Experimental physicists have to be the jack-of-all-trades, even on a good day, but building a new laboratory, on a budget (for any definition of “budget”) and with a limited team, is an exercise that would test anyone.
For my field, atomic physics, one needs a lot of different expertise: vacuum systems, computers, electronics, machining, optics are among the ones first to my mind. Today I’m looking at one of the tools that we are using for the last topics: optics.
In some ways, optics is pretty straightforward (both geometrical and diffraction optics), many of the calculations one could write in Python/Numpy just as well, as any software can do it. They are just pretty tedious, and there are a lot of them, optics is not a new profession. Some optics design software is very useful then, and there are not that many of them, lots of work goes into the ones that exist, thus they can be extremely expensive. One of the industry standard seem to be Zemax, and many lens manufacturers provide the specs of their lenses in a Zemax format – though it is fortunately just a relatively simple text file. On the other hand, its cheapest edition is $2500, and goes up to $9500…
Another serious competitor is OSLO (Optics Software for Layout and Optimization) which is still very well known, and fortunately for us, has a dumbed down (limited number of surfaces, not all the functions available), EDU version, for free. It even runs on Linux with Wine.
I instinctively resist any software in science & research that is not free & open source, because I feel that it closes some people out, though had to use something, and in the meantime I have grown to OSLO quite a bit.
Using OSLO, I have found that one big advantage of these software is their catalog: the glasses (oh-very-important for optics) and stock optics of different companies. This alone makes everything much easier.
What does the lens designer software do? You enter the parameters of some lenses by defining different surfaces and materials & distances between those surfaces, give it some lightbeams, and see what comes out of it. Most of this happens in this window:
After these settings, one can run a number of different analytics code, checking the performance and behaviour of the system by calculating a bunch of physics parameters, or can modify the system to optimize that performance one way or another.

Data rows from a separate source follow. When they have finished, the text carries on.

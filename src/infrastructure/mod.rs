//! Adapters for the domain ports: in-memory and RocksDB ledgers, and a
//! simulated settlement provider.

pub mod gateway;
pub mod in_memory;
#[cfg(feature = "storage-rocksdb")]
pub mod rocksdb;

This is where the number 1 strangeness – and big bonus – comes in: OSLO can be scripted in a language called Compiled Command Language (CCL), which is a subset of C; and not just scripted, but the whole program is written on top of the CCL compiler (as I understand)! The result of this is that:
- Your scripting can be just as powerful as the entire program, since both sides have the same functions accessible
- There are a bunch of scripts included in the main version and even if CCL itself feels poorly documented, there are plenty of examples to learn from
- Once your script is compiled for OSLO, it can be totally part of the system, your own menuitems, options, defaults, everything
- Scripting is not just bolted on later, but the whole software feels like a result of “eating your own dogfood“, resulting in a much better experience.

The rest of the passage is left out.